- For Immediate Release:
Today, the U.S. Food and Drug Administration is providing an at-a-glance summary of news from around the agency:
- On Wednesday, the FDA announced that it is taking steps to help increase the availability of novel treatments for rare diseases and conditions in dogs and cats. When a new animal drug is intended to treat a disease or condition (1) in a major species, (2) that occurs infrequently or in limited geographic areas, and (3) in less than a “small number” of animals annually, then that drug meets the definition of “minor use.” Drugs that meet the definition of “minor use” are eligible for Minor Use/Minor Species (MUMS) Designation, Conditional Approval, waivers from user fees, and are also eligible to receive exclusive marketing rights and grants to support product development and approval.

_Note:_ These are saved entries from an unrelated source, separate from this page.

//! Strict local-maximum detection on a sampled curve.
//!
//! A sample is a peak when it is strictly greater than both neighbours.
//! Flat plateaus and the two boundary samples never qualify.

use crate::domain::{Peak, PeakRanking, PeakSet, SampledCurve};
use crate::error::PeriodError;

/// Minimum curve length with at least one interior sample.
const MIN_LEN: usize = 3;

/// Find the strict local maxima of `curve`, ordered by `ranking`.
///
/// An empty `PeakSet` is a valid "no peak found" outcome.
pub fn find_peaks(curve: &SampledCurve, ranking: PeakRanking) -> Result<PeakSet, PeriodError> {
    if curve.x.len() != curve.y.len() {
        return Err(PeriodError::LengthMismatch {
            what: "y",
            expected: curve.x.len(),
            got: curve.y.len(),
        });
    }
    if curve.len() < MIN_LEN {
        return Err(PeriodError::CurveTooShort {
            min: MIN_LEN,
            got: curve.len(),
        });
    }

    let y = &curve.y;
    let mut peaks: Vec<Peak> = (1..y.len() - 1)
        .filter(|&i| y[i - 1] < y[i] && y[i + 1] < y[i])
        .map(|i| Peak {
            index: i,
            x: curve.x[i],
            y: y[i],
        })
        .collect();

    match ranking {
        PeakRanking::Position => {
            peaks.sort_by(|a, b| a.x.total_cmp(&b.x));
        }
        PeakRanking::Height => {
            peaks.sort_by(|a, b| b.y.total_cmp(&a.y).then(a.x.total_cmp(&b.x)));
        }
    }

    Ok(PeakSet { ranking, peaks })
}

#[cfg(test)]
mod tests {
    use super::*;

    fn curve(y: &[f64]) -> SampledCurve {
        let x = (0..y.len()).map(|i| i as f64).collect();
        SampledCurve::new(x, y.to_vec()).unwrap()
    }

    #[test]
    fn single_hump_has_one_peak_at_maximum() {
        let set = find_peaks(&curve(&[0.0, 1.0, 3.0, 5.0, 2.0, 1.0]), PeakRanking::Height).unwrap();
        assert_eq!(set.len(), 1);
        assert_eq!(set.peaks[0].index, 3);
        assert_eq!(set.peaks[0].y, 5.0);
    }

    #[test]
    fn monotonic_curve_has_no_peaks() {
        let set = find_peaks(&curve(&[0.0, 1.0, 2.0, 3.0, 4.0]), PeakRanking::Height).unwrap();
        assert!(set.is_empty());
        let set = find_peaks(&curve(&[4.0, 3.0, 2.0, 1.0]), PeakRanking::Height).unwrap();
        assert!(set.best().is_none());
    }

    #[test]
    fn plateaus_are_not_peaks() {
        let set = find_peaks(&curve(&[0.0, 2.0, 2.0, 0.0, 1.0, 0.0]), PeakRanking::Position).unwrap();
        assert_eq!(set.len(), 1);
        assert_eq!(set.peaks[0].index, 4);
    }

    #[test]
    fn height_ranking_breaks_ties_by_x() {
        let set = find_peaks(
            &curve(&[0.0, 3.0, 0.0, 5.0, 0.0, 3.0, 0.0]),
            PeakRanking::Height,
        )
        .unwrap();
        let order: Vec<usize> = set.peaks.iter().map(|p| p.index).collect();
        assert_eq!(order, vec![3, 1, 5]);

        let set = find_peaks(
            &curve(&[0.0, 3.0, 0.0, 5.0, 0.0, 3.0, 0.0]),
            PeakRanking::Position,
        )
        .unwrap();
        let order: Vec<usize> = set.peaks.iter().map(|p| p.index).collect();
        assert_eq!(order, vec![1, 3, 5]);
    }

    #[test]
    fn short_curve_is_rejected() {
        let err = find_peaks(&curve(&[0.0, 1.0]), PeakRanking::Height).unwrap_err();
        assert_eq!(err, PeriodError::CurveTooShort { min: 3, got: 2 });
    }
}
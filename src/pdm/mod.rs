//! Phase dispersion minimization.
//!
//! - phase folding (`phase`)
//! - binned dispersion statistic Φ (`dispersion`)
//! - period grids and the exhaustive search over them (`grid`, `search`)

pub mod dispersion;
pub mod grid;
pub mod phase;
pub mod search;

pub use dispersion::*;
pub use grid::*;
pub use phase::*;
pub use search::*;
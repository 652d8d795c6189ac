//! Result exports.
//!
//! - the full rotation report as JSON (non-finite errors are written as `null`)
//! - the dispersion profile as CSV (easy to plot in spreadsheets or scripts)

use std::fs::File;
use std::io::Write;
use std::path::Path;

use crate::app::pipeline::RotationReport;
use crate::domain::DispersionProfile;
use crate::error::AppError;

/// Write the rotation report as pretty JSON.
pub fn write_report_json(path: &Path, report: &RotationReport) -> Result<(), AppError> {
    let file = File::create(path)
        .map_err(|e| AppError::new(2, format!("Failed to create report JSON '{}': {e}", path.display())))?;
    serde_json::to_writer_pretty(file, report)
        .map_err(|e| AppError::new(2, format!("Failed to write report JSON: {e}")))?;
    Ok(())
}

/// Write `period,phi` rows; undefined Φ values are left empty.
pub fn write_profile_csv(path: &Path, profile: &DispersionProfile) -> Result<(), AppError> {
    let mut file = File::create(path)
        .map_err(|e| AppError::new(2, format!("Failed to create profile CSV '{}': {e}", path.display())))?;

    writeln!(file, "period,phi")
        .map_err(|e| AppError::new(2, format!("Failed to write profile CSV header: {e}")))?;
    for (p, phi) in profile.periods.iter().zip(profile.phi.iter()) {
        let phi = phi.map(|v| format!("{v:.10}")).unwrap_or_default();
        writeln!(file, "{p:.10},{phi}")
            .map_err(|e| AppError::new(2, format!("Failed to write profile CSV row: {e}")))?;
    }

    Ok(())
}

#[cfg(test)]
mod tests {
    use super::*;

    #[test]
    fn profile_csv_leaves_undefined_cells_empty() {
        let profile = DispersionProfile {
            periods: vec![1.0, 2.0],
            phi: vec![None, Some(0.25)],
            best_index: Some(1),
        };
        let file = tempfile::NamedTempFile::new().unwrap();
        write_profile_csv(file.path(), &profile).unwrap();
        let text = std::fs::read_to_string(file.path()).unwrap();
        let lines: Vec<&str> = text.lines().collect();
        assert_eq!(lines, vec!["period,phi", "1.0000000000,", "2.0000000000,0.2500000000"]);
    }
}
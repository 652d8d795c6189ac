//! Terminal formatting for rotation reports.
//!
//! We keep formatting code in one place so:
//! - the estimator code stays free of presentation concerns
//! - output changes are localized

use crate::app::pipeline::RotationReport;
use crate::domain::{EstimateQuality, PeakSet, PeriodEstimate};
use crate::rotation::PdmResult;

/// How many peaks to list per peak-based method.
const TOP_PEAKS: usize = 3;

/// Format the full report: light-curve stats, one line per estimate, then
/// per-method diagnostics.
pub fn format_report(report: &RotationReport) -> String {
    let mut out = String::new();

    out.push_str("=== spot - rotation periods ===\n");
    out.push_str(&format!(
        "Points: n={} | baseline={:.3}d | rvar={:.5}\n",
        report.n_points, report.baseline, report.rvar
    ));
    if report.rows_skipped > 0 {
        out.push_str(&format!("Skipped rows: {}\n", report.rows_skipped));
    }

    out.push_str("\nPeriods:\n");
    if report.estimates.is_empty() {
        out.push_str("  (no method produced a period)\n");
    }
    for est in &report.estimates {
        out.push_str(&format!("  {}\n", format_estimate(est)));
    }

    if let Some(pdm) = &report.pdm {
        out.push('\n');
        out.push_str(&format_pdm(pdm));
    }
    if let Some(acf) = &report.acf {
        out.push_str("\nACF peaks (lag, correlation):\n");
        out.push_str(&format_peaks(&acf.peaks, "d"));
    }
    if let Some(ls) = &report.ls {
        out.push_str("\nLS peaks (frequency, power):\n");
        out.push_str(&format_peaks(&ls.peaks, "/d"));
    }

    out
}

/// One-line estimate, e.g. `PDM = 10.0213 +/- 0.3512 days`.
pub fn format_estimate(est: &PeriodEstimate) -> String {
    let name = est.method.display_name();
    let error = match (est.lower_error, est.upper_error) {
        (Some(l), Some(u)) if l.is_finite() && u.is_finite() => {
            if (l - u).abs() <= 1e-12 * l.abs().max(1.0) {
                format!(" +/- {l:.4}")
            } else {
                format!(" +{u:.4}/-{l:.4}")
            }
        }
        (Some(_), Some(_)) => " +/- inf".to_string(),
        _ => String::new(),
    };
    let note = match &est.quality {
        EstimateQuality::Fitted { iterations, .. } => format!("gaussian fit, {iterations} iterations"),
        EstimateQuality::GridResolution { reason, .. } => format!("grid only: {reason}"),
        EstimateQuality::Peak { height } => format!("peak height {height:.4}"),
        EstimateQuality::Posterior { samples } => format!("{samples} posterior samples"),
    };
    format!("{name:<4}= {:.4}{error} days ({note})", est.period)
}

fn format_pdm(pdm: &PdmResult) -> String {
    let profile = &pdm.profile;
    let mut out = String::new();
    out.push_str("PDM diagnostics:\n");
    out.push_str(&format!(
        "- grid: n={} | periods=[{:.4}, {:.4}] | bins={}\n",
        profile.periods.len(),
        profile.periods.first().copied().unwrap_or(f64::NAN),
        profile.periods.last().copied().unwrap_or(f64::NAN),
        pdm.nbins
    ));
    match (pdm.grid_period(), profile.best_phi()) {
        (Some(p), Some(phi)) => out.push_str(&format!("- grid minimum: P={p:.4} phi={phi:.5}\n")),
        _ => out.push_str("- grid minimum: undefined\n"),
    }
    let undefined = profile.undefined_count();
    if undefined > 0 {
        out.push_str(&format!("- undefined phi at {undefined} trial periods\n"));
    }
    if let Some(EstimateQuality::Fitted { params, sse, .. }) = pdm.estimate.as_ref().map(|e| &e.quality) {
        out.push_str(&format!(
            "- fit: a={:.5} b={:.5} mu={:.4} sigma={:.4} SSE={:.3e}\n",
            params.a, params.b, params.mu, params.sigma, sse
        ));
    }
    out
}

fn format_peaks(peaks: &PeakSet, unit: &str) -> String {
    if peaks.is_empty() {
        return "  (none)\n".to_string();
    }
    let mut out = String::new();
    for p in peaks.peaks.iter().take(TOP_PEAKS) {
        out.push_str(&format!("  {:>12.5}{unit:<3} {:>10.5}\n", p.x, p.y));
    }
    out
}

- On Wednesday, the FDA Office of Regulatory Affairs (ORA) officially launched ORA News and Stories, a new, public-facing platform on FDA.gov. Announced as part of National Food Safety Education Month, the site features the news, conversations, media coverage and unique stories of what ORA does on the frontlines of public health. This month’s feature article, Scrutiny and Safety at Toyosu Market, follows Consumer Safety Officer Derek Dealy as he performs an investigation at the largest wholesale fish market in the world. Another article highlights the work of microbiologist Nancy Miranda, who shares how she and her colleagues in the labs are tracking down pathogens, such as Cronobacter sakazakii, in infant formulas. ORA News and Stories will also showcase the latest ORA innovations and enterprising ideas in the everyday work to protect Americans.

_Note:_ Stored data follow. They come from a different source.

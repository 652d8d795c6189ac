//! Error types.
//!
//! - `PeriodError` is the library error: every invalid-input condition the
//!   estimators can detect, plus solver non-convergence.
//! - `AppError` is the binary boundary error: a message and a process exit code.
//!
//! Degenerate outcomes (no peaks, undefined dispersion) are *not* errors; they
//! are represented as `None` / markers in the result values.

/// Coarse classification of a `PeriodError`.
#[derive(Debug, Clone, Copy, PartialEq, Eq)]
pub enum ErrorKind {
    /// The caller supplied data or configuration that cannot be evaluated.
    InvalidInput,
    /// The nonlinear fit ran out of iterations, diverged, or found no dip.
    FitDidNotConverge,
}

#[derive(Debug, Clone, PartialEq, thiserror::Error)]
pub enum PeriodError {
    #[error("light curve is empty")]
    EmptyLightCurve,

    #[error("length mismatch: {what} has {got} values, expected {expected}")]
    LengthMismatch {
        what: &'static str,
        expected: usize,
        got: usize,
    },

    #[error("non-finite flux at index {index}; remove NaNs before computing a period")]
    NonFiniteFlux { index: usize },

    #[error("non-finite time at index {index}")]
    NonFiniteTime { index: usize },

    #[error("time must be strictly increasing (index {index})")]
    TimeNotIncreasing { index: usize },

    #[error("invalid period {0}: must be finite and > 0")]
    InvalidPeriod(f64),

    #[error("period grid is empty")]
    EmptyGrid,

    #[error("number of phase bins must be >= 2 (got {0})")]
    TooFewBins(usize),

    #[error("sampled curve needs at least {min} points (got {got})")]
    CurveTooShort { min: usize, got: usize },

    #[error("invalid configuration: {0}")]
    InvalidConfig(String),

    #[error("gaussian fit did not converge after {iterations} iterations")]
    FitDidNotConverge { iterations: usize },

    #[error("gaussian fit found no dip: {0}")]
    NoDip(String),
}

impl PeriodError {
    pub fn kind(&self) -> ErrorKind {
        match self {
            PeriodError::FitDidNotConverge { .. } | PeriodError::NoDip(_) => ErrorKind::FitDidNotConverge,
            _ => ErrorKind::InvalidInput,
        }
    }
}

#[derive(Clone)]
pub struct AppError {
    exit_code: u8,
    message: String,
}

impl AppError {
    pub fn new(exit_code: u8, message: impl Into<String>) -> Self {
        Self {
            exit_code,
            message: message.into(),
        }
    }

    pub fn exit_code(&self) -> u8 {
        self.exit_code
    }
}

impl From<PeriodError> for AppError {
    fn from(err: PeriodError) -> Self {
        let exit_code = match err.kind() {
            ErrorKind::InvalidInput => 2,
            ErrorKind::FitDidNotConverge => 4,
        };
        AppError::new(exit_code, err.to_string())
    }
}

impl std::fmt::Display for AppError {
    fn fmt(&self, f: &mut std::fmt::Formatter<'_>) -> std::fmt::Result {
        write!(f, "{}", self.message)
    }
}

impl std::fmt::Debug for AppError {
    fn fmt(&self, f: &mut std::fmt::Formatter<'_>) -> std::fmt::Result {
        f.debug_struct("AppError")
            .field("exit_code", &self.exit_code)
            .field("message", &self.message)
            .finish()
    }
}

impl std::error::Error for AppError {}
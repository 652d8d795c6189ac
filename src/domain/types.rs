//! Shared domain types.
//!
//! These types are intentionally kept lightweight and serializable so they can be:
//!
//! - passed between estimators in-memory
//! - exported to JSON/CSV
//! - consumed by downstream reporting or plotting layers
//!
//! Result values carry no behavior beyond small accessors.

use std::path::PathBuf;

use clap::ValueEnum;
use serde::{Deserialize, Serialize};

use crate::acf::AcfConfig;
use crate::error::PeriodError;
use crate::math::percentile;
use crate::pdm::{linear_grid, log_grid};
use crate::rotation::PdmConfig;

/// A measured light curve: `(time, flux, flux_err)` triples.
///
/// Construction validates the invariants every estimator relies on, so the
/// estimators themselves never see NaNs or unordered time stamps.
/// Deserialization goes through the same checks.
#[derive(Debug, Clone, PartialEq, Serialize, Deserialize)]
#[serde(try_from = "RawLightCurve")]
pub struct LightCurve {
    time: Vec<f64>,
    flux: Vec<f64>,
    flux_err: Vec<f64>,
}

impl LightCurve {
    pub fn new(time: Vec<f64>, flux: Vec<f64>, flux_err: Vec<f64>) -> Result<Self, PeriodError> {
        if time.is_empty() {
            return Err(PeriodError::EmptyLightCurve);
        }
        if flux.len() != time.len() {
            return Err(PeriodError::LengthMismatch {
                what: "flux",
                expected: time.len(),
                got: flux.len(),
            });
        }
        if flux_err.len() != time.len() {
            return Err(PeriodError::LengthMismatch {
                what: "flux_err",
                expected: time.len(),
                got: flux_err.len(),
            });
        }
        if let Some(index) = time.iter().position(|t| !t.is_finite()) {
            return Err(PeriodError::NonFiniteTime { index });
        }
        if let Some(index) = flux.iter().position(|x| !x.is_finite()) {
            return Err(PeriodError::NonFiniteFlux { index });
        }
        if let Some(i) = time.windows(2).position(|w| w[1] <= w[0]) {
            return Err(PeriodError::TimeNotIncreasing { index: i + 1 });
        }

        Ok(Self {
            time,
            flux,
            flux_err,
        })
    }

    /// Build a light curve with zero flux uncertainties.
    pub fn without_errors(time: Vec<f64>, flux: Vec<f64>) -> Result<Self, PeriodError> {
        let flux_err = vec![0.0; flux.len()];
        Self::new(time, flux, flux_err)
    }

    pub fn time(&self) -> &[f64] {
        &self.time
    }

    pub fn flux(&self) -> &[f64] {
        &self.flux
    }

    pub fn flux_err(&self) -> &[f64] {
        &self.flux_err
    }

    pub fn len(&self) -> usize {
        self.time.len()
    }

    pub fn is_empty(&self) -> bool {
        self.time.is_empty()
    }

    /// Time span covered by the observations.
    pub fn baseline(&self) -> f64 {
        self.time[self.time.len() - 1] - self.time[0]
    }

    /// Median spacing between consecutive observations (`None` for a single point).
    pub fn median_cadence(&self) -> Option<f64> {
        let mut dt: Vec<f64> = self.time.windows(2).map(|w| w[1] - w[0]).collect();
        crate::math::median_mut(&mut dt)
    }

    /// Variability amplitude: the 5th–95th percentile range of the flux.
    pub fn rvar(&self) -> f64 {
        let mut sorted = self.flux.clone();
        sorted.sort_by(|a, b| a.total_cmp(b));
        percentile(&sorted, 95.0) - percentile(&sorted, 5.0)
    }
}

/// Unchecked wire form of a `LightCurve`.
#[derive(Deserialize)]
struct RawLightCurve {
    time: Vec<f64>,
    flux: Vec<f64>,
    #[serde(default)]
    flux_err: Option<Vec<f64>>,
}

impl TryFrom<RawLightCurve> for LightCurve {
    type Error = PeriodError;

    fn try_from(raw: RawLightCurve) -> Result<Self, Self::Error> {
        match raw.flux_err {
            Some(flux_err) => LightCurve::new(raw.time, raw.flux, flux_err),
            None => LightCurve::without_errors(raw.time, raw.flux),
        }
    }
}

/// Any 1-D sampled function: periodogram power vs frequency, correlation vs
/// lag, dispersion vs period.
#[derive(Debug, Clone, PartialEq, Serialize, Deserialize)]
pub struct SampledCurve {
    pub x: Vec<f64>,
    pub y: Vec<f64>,
}

impl SampledCurve {
    pub fn new(x: Vec<f64>, y: Vec<f64>) -> Result<Self, PeriodError> {
        if x.len() != y.len() {
            return Err(PeriodError::LengthMismatch {
                what: "y",
                expected: x.len(),
                got: y.len(),
            });
        }
        Ok(Self { x, y })
    }

    pub fn len(&self) -> usize {
        self.x.len()
    }

    pub fn is_empty(&self) -> bool {
        self.x.is_empty()
    }

    /// Keep only samples whose `x` satisfies the predicate.
    pub fn filter_x(&self, keep: impl Fn(f64) -> bool) -> SampledCurve {
        let (x, y) = self
            .x
            .iter()
            .zip(self.y.iter())
            .filter(|(x, _)| keep(**x))
            .map(|(x, y)| (*x, *y))
            .unzip();
        SampledCurve { x, y }
    }
}

/// How a `PeakSet` is ordered.
#[derive(Debug, Clone, Copy, PartialEq, Eq, Serialize, Deserialize)]
#[serde(rename_all = "lowercase")]
pub enum PeakRanking {
    /// Highest first; ties broken by ascending x.
    Height,
    /// Scan order (ascending x).
    Position,
}

#[derive(Debug, Clone, Copy, PartialEq, Serialize, Deserialize)]
pub struct Peak {
    /// Index of the peak in the source curve.
    pub index: usize,
    pub x: f64,
    pub y: f64,
}

/// Strict local maxima of a sampled curve, in ranking order.
#[derive(Debug, Clone, PartialEq, Serialize, Deserialize)]
pub struct PeakSet {
    pub ranking: PeakRanking,
    pub peaks: Vec<Peak>,
}

impl PeakSet {
    /// Highest-ranked peak, if any.
    pub fn best(&self) -> Option<&Peak> {
        self.peaks.first()
    }

    pub fn len(&self) -> usize {
        self.peaks.len()
    }

    pub fn is_empty(&self) -> bool {
        self.peaks.is_empty()
    }
}

/// Φ statistic over a grid of trial periods.
///
/// `phi[i]` is `None` when the statistic is undefined at `periods[i]`
/// (e.g. every bin holds at most one point).
#[derive(Debug, Clone, PartialEq, Serialize, Deserialize)]
pub struct DispersionProfile {
    pub periods: Vec<f64>,
    pub phi: Vec<Option<f64>>,
    /// Index of the global minimum among defined values (first on ties).
    pub best_index: Option<usize>,
}

impl DispersionProfile {
    /// Period at the global minimum.
    pub fn best_period(&self) -> Option<f64> {
        self.best_index.map(|i| self.periods[i])
    }

    pub fn best_phi(&self) -> Option<f64> {
        self.best_index.and_then(|i| self.phi[i])
    }

    /// Number of grid points where Φ could not be evaluated.
    pub fn undefined_count(&self) -> usize {
        self.phi.iter().filter(|p| p.is_none()).count()
    }

    /// The defined part of the profile as a plain curve.
    pub fn defined_curve(&self) -> SampledCurve {
        let (x, y) = self
            .periods
            .iter()
            .zip(self.phi.iter())
            .filter_map(|(&p, phi)| phi.map(|v| (p, v)))
            .unzip();
        SampledCurve { x, y }
    }
}

/// Which estimator produced a `PeriodEstimate`.
#[derive(Debug, Clone, Copy, PartialEq, Eq, Serialize, Deserialize)]
#[serde(rename_all = "lowercase")]
pub enum Method {
    Pdm,
    Acf,
    Ls,
    Gp,
}

impl Method {
    pub fn display_name(self) -> &'static str {
        match self {
            Method::Pdm => "PDM",
            Method::Acf => "ACF",
            Method::Ls => "LS",
            Method::Gp => "GP",
        }
    }
}

/// Fitted inverted-Gaussian parameters `Φ̂(P) = b + a·exp(−(P−μ)²/(2σ²))`.
#[derive(Debug, Clone, Copy, PartialEq, Serialize, Deserialize)]
pub struct GaussianParams {
    pub a: f64,
    pub b: f64,
    pub mu: f64,
    pub sigma: f64,
}

/// How much trust to put into a `PeriodEstimate`.
#[derive(Debug, Clone, PartialEq, Serialize, Deserialize)]
#[serde(tag = "kind", rename_all = "snake_case")]
pub enum EstimateQuality {
    /// Period and error come from a converged curve fit.
    Fitted {
        params: GaussianParams,
        iterations: usize,
        sse: f64,
    },
    /// The fit failed; the period is the raw grid optimum.
    GridResolution { grid_period: f64, reason: String },
    /// Location of the highest peak of a sampled curve; no error bar.
    Peak { height: f64 },
    /// Summary of posterior samples.
    Posterior { samples: usize },
}

/// A period with its error bar.
#[derive(Debug, Clone, PartialEq, Serialize, Deserialize)]
pub struct PeriodEstimate {
    pub method: Method,
    pub period: f64,
    /// `None` when the method reports no uncertainty, `Some(inf)` when it
    /// tried and failed.
    pub lower_error: Option<f64>,
    pub upper_error: Option<f64>,
    pub quality: EstimateQuality,
}

impl PeriodEstimate {
    /// True when the estimate carries a finite uncertainty.
    pub fn has_finite_error(&self) -> bool {
        matches!(
            (self.lower_error, self.upper_error),
            (Some(l), Some(u)) if l.is_finite() && u.is_finite()
        )
    }

    /// Symmetric error (mean of lower/upper) when both are present.
    pub fn symmetric_error(&self) -> Option<f64> {
        match (self.lower_error, self.upper_error) {
            (Some(l), Some(u)) => Some(0.5 * (l + u)),
            _ => None,
        }
    }
}

/// Spacing of a generated period grid.
#[derive(Debug, Clone, Copy, PartialEq, Eq, Serialize, Deserialize, ValueEnum)]
#[serde(rename_all = "lowercase")]
pub enum GridSpacing {
    Linear,
    Log,
}

/// Trial-period grid description.
#[derive(Debug, Clone, PartialEq, Serialize, Deserialize)]
pub struct GridSpec {
    pub min_period: f64,
    pub max_period: f64,
    pub steps: usize,
    pub spacing: GridSpacing,
}

impl GridSpec {
    pub fn build(&self) -> Result<Vec<f64>, PeriodError> {
        match self.spacing {
            GridSpacing::Linear => linear_grid(self.min_period, self.max_period, self.steps),
            GridSpacing::Log => log_grid(self.min_period, self.max_period, self.steps),
        }
    }
}

/// Observation cadence presets for the ACF regular grid.
#[derive(Debug, Clone, Copy, PartialEq, Eq, Serialize, Deserialize, ValueEnum)]
#[serde(rename_all = "lowercase")]
pub enum Cadence {
    /// Kepler/K2 long cadence.
    Kepler,
    /// TESS 2-minute cadence.
    Tess,
    /// Median spacing of the light curve itself.
    Auto,
}

/// A full run's configuration as understood by the pipeline.
///
/// This is derived from CLI flags (plus defaults).
#[derive(Debug, Clone)]
pub struct RunConfig {
    /// `None` skips PDM.
    pub grid: Option<GridSpec>,
    pub pdm: PdmConfig,
    /// `None` skips the ACF method.
    pub acf: Option<AcfConfig>,

    /// `(frequency, power)` CSV for the LS method.
    pub periodogram: Option<PathBuf>,
    /// Posterior period samples CSV for the GP summary.
    pub posterior: Option<PathBuf>,

    pub export_json: Option<PathBuf>,
    pub export_profile: Option<PathBuf>,
}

- On Thursday, the FDA warned consumers about social media trends encouraging people to misuse nonprescription medications. These video challenges, which often target youth, can harm people — and even cause death. Nonprescription (also called over-the-counter, or OTC) drugs are readily available in many homes, making these challenges even more risky. OTC drugs can pose significant risks if they’re misused or abused.
- On Thursday, the FDA announced a virtual meeting of the CDRH Anesthesiology and Respiratory Therapy Devices Panel of the Medical Devices Advisory Committee to be held on Nov. 1, 2022, from 9 a.m. to 6 p.m. ET. The committee will discuss ongoing concerns that pulse oximeters may be less accurate in individuals with darker skin pigmentations. The committee will also discuss factors that may affect pulse oximeter accuracy and performance, the available evidence about the accuracy of pulse oximeters, recommendations for patients and health care providers and the amount and type of data that should be provided by manufacturers to assess pulse oximeter accuracy and to guide other regulatory actions as needed.

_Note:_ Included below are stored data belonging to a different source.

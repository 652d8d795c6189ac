//! Phase folding.

use crate::error::PeriodError;

/// Map each time stamp to its phase in `[0, 1)` for a trial `period`,
/// measured from the first time stamp.
pub fn fold(times: &[f64], period: f64) -> Result<Vec<f64>, PeriodError> {
    if !(period.is_finite() && period > 0.0) {
        return Err(PeriodError::InvalidPeriod(period));
    }
    let Some(&t0) = times.first() else {
        return Ok(Vec::new());
    };

    Ok(times
        .iter()
        .map(|&t| {
            let phase = ((t - t0) / period).rem_euclid(1.0);
            // rem_euclid can round up to exactly 1.0 for tiny negative inputs.
            if phase >= 1.0 { 0.0 } else { phase }
        })
        .collect())
}

#[cfg(test)]
mod tests {
    use super::*;

    #[test]
    fn fold_wraps_into_unit_interval() {
        let phases = fold(&[10.0, 12.5, 15.0, 17.5, 20.0], 5.0).unwrap();
        let expected = [0.0, 0.5, 0.0, 0.5, 0.0];
        for (p, e) in phases.iter().zip(expected.iter()) {
            assert!((p - e).abs() < 1e-12, "got {p}, expected {e}");
        }
    }

    #[test]
    fn fold_stays_in_range_for_unsorted_times() {
        let phases = fold(&[3.0, 1.0, -7.3, 100.1], 2.2).unwrap();
        assert!(phases.iter().all(|p| (0.0..1.0).contains(p)));
    }

    #[test]
    fn fold_rejects_non_positive_period() {
        assert_eq!(fold(&[0.0, 1.0], 0.0), Err(PeriodError::InvalidPeriod(0.0)));
        assert_eq!(fold(&[0.0, 1.0], -2.0), Err(PeriodError::InvalidPeriod(-2.0)));
        assert!(fold(&[0.0, 1.0], f64::NAN).is_err());
    }

    #[test]
    fn fold_of_empty_input_is_empty() {
        assert!(fold(&[], 1.0).unwrap().is_empty());
    }
}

- COVID-19 testing updates:
- As of today, 438 tests and sample collection devices are authorized by the FDA under emergency use authorizations (EUAs). These include 301 molecular tests and sample collection devices, 85 antibody and other immune response tests, 51 antigen tests, and 1 diagnostic breath test. There are 79 molecular authorizations and 1 antibody authorization that can be used with home-collected samples. There is 1 EUA for a molecular prescription at-home test, 2 EUAs for antigen prescription at-home tests, 19 EUAs for antigen over-the-counter (OTC) at-home tests, and 3 for molecular OTC at-home tests.
- The FDA has authorized 31 antigen tests and 8 molecular tests for serial screening programs. The FDA has also authorized 1114 revisions to EUA authorizations
The FDA, an agency within the U.S. Department of Health and Human Services, protects the public health by assuring the safety, effectiveness, and security of human and veterinary drugs, vaccines and other biological products for human use, and medical devices. The agency also is responsible for the safety and security of our nation’s food supply, cosmetics, dietary supplements, products that give off electronic radiation, and for regulating tobacco products.